### Material supplied

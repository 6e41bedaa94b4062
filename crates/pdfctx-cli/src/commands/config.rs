//! Config command - manage configuration.

use std::fs;
use std::path::{Path, PathBuf};

use clap::{Args, Subcommand};
use console::style;
use serde_json::Value;

use pdfctx_core::{available_parsers, LocaleRegistry, PdfCtxConfig};

/// Arguments for the config command.
#[derive(Args)]
pub struct ConfigArgs {
    #[command(subcommand)]
    command: ConfigCommand,
}

#[derive(Subcommand)]
enum ConfigCommand {
    /// Show current configuration
    Show,

    /// Initialize a new configuration file
    Init(InitArgs),

    /// Get a specific configuration value
    Get {
        /// Configuration key (e.g., "locale.default_locale")
        key: String,
    },

    /// Set a configuration value
    Set {
        /// Configuration key
        key: String,
        /// New value (JSON, or a plain string)
        value: String,
    },

    /// Show configuration file path
    Path,
}

#[derive(Args)]
struct InitArgs {
    /// Output path for configuration file
    #[arg(short, long)]
    output: Option<PathBuf>,

    /// Overwrite existing file
    #[arg(long)]
    force: bool,
}

pub fn run(args: ConfigArgs, config_path: Option<&str>) -> anyhow::Result<()> {
    let path = config_path
        .map(PathBuf::from)
        .unwrap_or_else(default_config_path);

    match args.command {
        ConfigCommand::Show => show_config(&path),
        ConfigCommand::Init(init_args) => init_config(init_args, &path),
        ConfigCommand::Get { key } => get_config(&path, &key),
        ConfigCommand::Set { key, value } => set_config(&path, &key, &value),
        ConfigCommand::Path => show_path(&path),
    }
}

/// `<config dir>/pdfctx/config.json`.
pub fn default_config_path() -> PathBuf {
    dirs::config_dir()
        .unwrap_or_else(|| PathBuf::from("."))
        .join("pdfctx")
        .join("config.json")
}

fn load_or_default(path: &Path) -> anyhow::Result<PdfCtxConfig> {
    if path.exists() {
        Ok(PdfCtxConfig::from_file(path)?)
    } else {
        Ok(PdfCtxConfig::default())
    }
}

/// Look up a dotted key such as `output.directory_name`.
fn lookup<'a>(json: &'a Value, key: &str) -> anyhow::Result<&'a Value> {
    key.split('.').try_fold(json, |current, part| {
        current
            .get(part)
            .ok_or_else(|| anyhow::anyhow!("Configuration key not found: {}", key))
    })
}

/// Replace the value at a dotted key. Only existing keys can be set.
fn assign(json: &mut Value, key: &str, value: Value) -> anyhow::Result<()> {
    let (parent, field) = match key.rsplit_once('.') {
        Some((parent, field)) => (Some(parent), field),
        None => (None, key),
    };

    let mut current = json;
    if let Some(parent) = parent {
        for part in parent.split('.') {
            current = current
                .get_mut(part)
                .ok_or_else(|| anyhow::anyhow!("Configuration path not found: {}", key))?;
        }
    }

    let object = current
        .as_object_mut()
        .ok_or_else(|| anyhow::anyhow!("Cannot set value at non-object path: {}", key))?;
    if !object.contains_key(field) {
        anyhow::bail!("Configuration key not found: {}", key);
    }
    object.insert(field.to_string(), value);
    Ok(())
}

/// Reject values the pipeline would refuse at startup.
fn validate(config: &PdfCtxConfig) -> anyhow::Result<()> {
    LocaleRegistry::builtin().require(&config.locale.default_locale)?;

    let threshold = config.locale.confidence_threshold;
    if !(0.0..=1.0).contains(&threshold) {
        anyhow::bail!("locale.confidence_threshold must be between 0 and 1, got {}", threshold);
    }

    if let Some(parser) = &config.extraction.parser {
        if !available_parsers().iter().any(|name| *name == parser.as_str()) {
            anyhow::bail!(
                "Unknown parser '{}'. Available: {}",
                parser,
                available_parsers().join(", ")
            );
        }
    }
    Ok(())
}

fn show_config(path: &Path) -> anyhow::Result<()> {
    if !path.exists() {
        println!(
            "{} No config file found, showing defaults.",
            style("ℹ").blue()
        );
    }
    let config = load_or_default(path)?;

    println!("{}", serde_json::to_string_pretty(&config)?);

    Ok(())
}

fn init_config(args: InitArgs, default_path: &Path) -> anyhow::Result<()> {
    let output_path = args.output.unwrap_or_else(|| default_path.to_path_buf());

    if output_path.exists() && !args.force {
        anyhow::bail!(
            "Config file already exists at {}. Use --force to overwrite.",
            output_path.display()
        );
    }

    if let Some(parent) = output_path.parent() {
        fs::create_dir_all(parent)?;
    }

    PdfCtxConfig::default().save(&output_path)?;

    println!(
        "{} Created configuration file at {}",
        style("✓").green(),
        output_path.display()
    );

    Ok(())
}

fn get_config(path: &Path, key: &str) -> anyhow::Result<()> {
    let json = serde_json::to_value(load_or_default(path)?)?;
    println!("{}", serde_json::to_string_pretty(lookup(&json, key)?)?);
    Ok(())
}

fn set_config(path: &Path, key: &str, value: &str) -> anyhow::Result<()> {
    let parsed_value: Value =
        serde_json::from_str(value).unwrap_or_else(|_| Value::String(value.to_string()));

    let mut json = serde_json::to_value(load_or_default(path)?)?;
    assign(&mut json, key, parsed_value.clone())?;

    let config: PdfCtxConfig = serde_json::from_value(json)?;
    validate(&config)?;

    if let Some(parent) = path.parent() {
        fs::create_dir_all(parent)?;
    }
    config.save(path)?;

    println!(
        "{} Set {} = {}",
        style("✓").green(),
        key,
        serde_json::to_string(&parsed_value)?
    );

    Ok(())
}

fn show_path(path: &Path) -> anyhow::Result<()> {
    println!("Configuration file: {}", path.display());

    if path.exists() {
        println!("Status: {}", style("exists").green());
    } else {
        println!("Status: {}", style("not created").yellow());
        println!();
        println!("Run 'pdfctx config init' to create a configuration file.");
    }

    Ok(())
}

######

* Directions:
I'd like every record written out exactly as given.

* Exercise response:
repository 6e41bedaa94b4062
filename crates/pdfctx-cli/src/commands/config.rs
//! Config command - manage configuration.

use std::fs;
use std::path::{Path, PathBuf};

use clap::{Args, Subcommand};
use console::style;
use serde_json::Value;

use pdfctx_core::{available_parsers, LocaleRegistry, PdfCtxConfig};

/// Arguments for the config command.
#[derive(Args)]
pub struct ConfigArgs {
    #[command(subcommand)]
    command: ConfigCommand,
}

#[derive(Subcommand)]
enum ConfigCommand {
    /// Show current configuration
    Show,

    /// Initialize a new configuration file
    Init(InitArgs),

    /// Get a specific configuration value
    Get {
        /// Configuration key (e.g., "locale.default_locale")
        key: String,
    },

    /// Set a configuration value
    Set {
        /// Configuration key
        key: String,
        /// New value (JSON, or a plain string)
        value: String,
    },

    /// Show configuration file path
    Path,
}

#[derive(Args)]
struct InitArgs {
    /// Output path for configuration file
    #[arg(short, long)]
    output: Option<PathBuf>,

    /// Overwrite existing file
    #[arg(long)]
    force: bool,
}

pub fn run(args: ConfigArgs, config_path: Option<&str>) -> anyhow::Result<()> {
    let path = config_path
        .map(PathBuf::from)
        .unwrap_or_else(default_config_path);

    match args.command {
        ConfigCommand::Show => show_config(&path),
        ConfigCommand::Init(init_args) => init_config(init_args, &path),
        ConfigCommand::Get { key } => get_config(&path, &key),
        ConfigCommand::Set { key, value } => set_config(&path, &key, &value),
        ConfigCommand::Path => show_path(&path),
    }
}

/// `<config dir>/pdfctx/config.json`.
pub fn default_config_path() -> PathBuf {
    dirs::config_dir()
        .unwrap_or_else(|| PathBuf::from("."))
        .join("pdfctx")
        .join("config.json")
}

fn load_or_default(path: &Path) -> anyhow::Result<PdfCtxConfig> {
    if path.exists() {
        Ok(PdfCtxConfig::from_file(path)?)
    } else {
        Ok(PdfCtxConfig::default())
    }
}

/// Look up a dotted key such as `output.directory_name`.
fn lookup<'a>(json: &'a Value, key: &str) -> anyhow::Result<&'a Value> {
    key.split('.').try_fold(json, |current, part| {
        current
            .get(part)
            .ok_or_else(|| anyhow::anyhow!("Configuration key not found: {}", key))
    })
}

/// Replace the value at a dotted key. Only existing keys can be set.
fn assign(json: &mut Value, key: &str, value: Value) -> anyhow::Result<()> {
    let (parent, field) = match key.rsplit_once('.') {
        Some((parent, field)) => (Some(parent), field),
        None => (None, key),
    };

    let mut current = json;
    if let Some(parent) = parent {
        for part in parent.split('.') {
            current = current
                .get_mut(part)
                .ok_or_else(|| anyhow::anyhow!("Configuration path not found: {}", key))?;
        }
    }

    let object = current
        .as_object_mut()
        .ok_or_else(|| anyhow::anyhow!("Cannot set value at non-object path: {}", key))?;
    if !object.contains_key(field) {
        anyhow::bail!("Configuration key not found: {}", key);
    }
    object.insert(field.to_string(), value);
    Ok(())
}

/// Reject values the pipeline would refuse at startup.
fn validate(config: &PdfCtxConfig) -> anyhow::Result<()> {
    LocaleRegistry::builtin().require(&config.locale.default_locale)?;

    let threshold = config.locale.confidence_threshold;
    if !(0.0..=1.0).contains(&threshold) {
        anyhow::bail!("locale.confidence_threshold must be between 0 and 1, got {}", threshold);
    }

    if let Some(parser) = &config.extraction.parser {
        if !available_parsers().iter().any(|name| *name == parser.as_str()) {
            anyhow::bail!(
                "Unknown parser '{}'. Available: {}",
                parser,
                available_parsers().join(", ")
            );
        }
    }
    Ok(())
}

fn show_config(path: &Path) -> anyhow::Result<()> {
    if !path.exists() {
        println!(
            "{} No config file found, showing defaults.",
            style("ℹ").blue()
        );
    }
    let config = load_or_default(path)?;

    println!("{}", serde_json::to_string_pretty(&config)?);

    Ok(())
}

fn init_config(args: InitArgs, default_path: &Path) -> anyhow::Result<()> {
    let output_path = args.output.unwrap_or_else(|| default_path.to_path_buf());

    if output_path.exists() && !args.force {
        anyhow::bail!(
            "Config file already exists at {}. Use --force to overwrite.",
            output_path.display()
        );
    }

    if let Some(parent) = output_path.parent() {
        fs::create_dir_all(parent)?;
    }

    PdfCtxConfig::default().save(&output_path)?;

    println!(
        "{} Created configuration file at {}",
        style("✓").green(),
        output_path.display()
    );

    Ok(())
}

fn get_config(path: &Path, key: &str) -> anyhow::Result<()> {
    let json = serde_json::to_value(load_or_default(path)?)?;
    println!("{}", serde_json::to_string_pretty(lookup(&json, key)?)?);
    Ok(())
}

fn set_config(path: &Path, key: &str, value: &str) -> anyhow::Result<()> {
    let parsed_value: Value =
        serde_json::from_str(value).unwrap_or_else(|_| Value::String(value.to_string()));

    let mut json = serde_json::to_value(load_or_default(path)?)?;
    assign(&mut json, key, parsed_value.clone())?;

    let config: PdfCtxConfig = serde_json::from_value(json)?;
    validate(&config)?;

    if let Some(parent) = path.parent() {
        fs::create_dir_all(parent)?;
    }
    config.save(path)?;

    println!(
        "{} Set {} = {}",
        style("✓").green(),
        key,
        serde_json::to_string(&parsed_value)?
    );

    Ok(())
}

fn show_path(path: &Path) -> anyhow::Result<()> {
    println!("Configuration file: {}", path.display());

    if path.exists() {
        println!("Status: {}", style("exists").green());
    } else {
        println!("Status: {}", style("not created").yellow());
        println!();
        println!("Run 'pdfctx config init' to create a configuration file.");
    }

    Ok(())
}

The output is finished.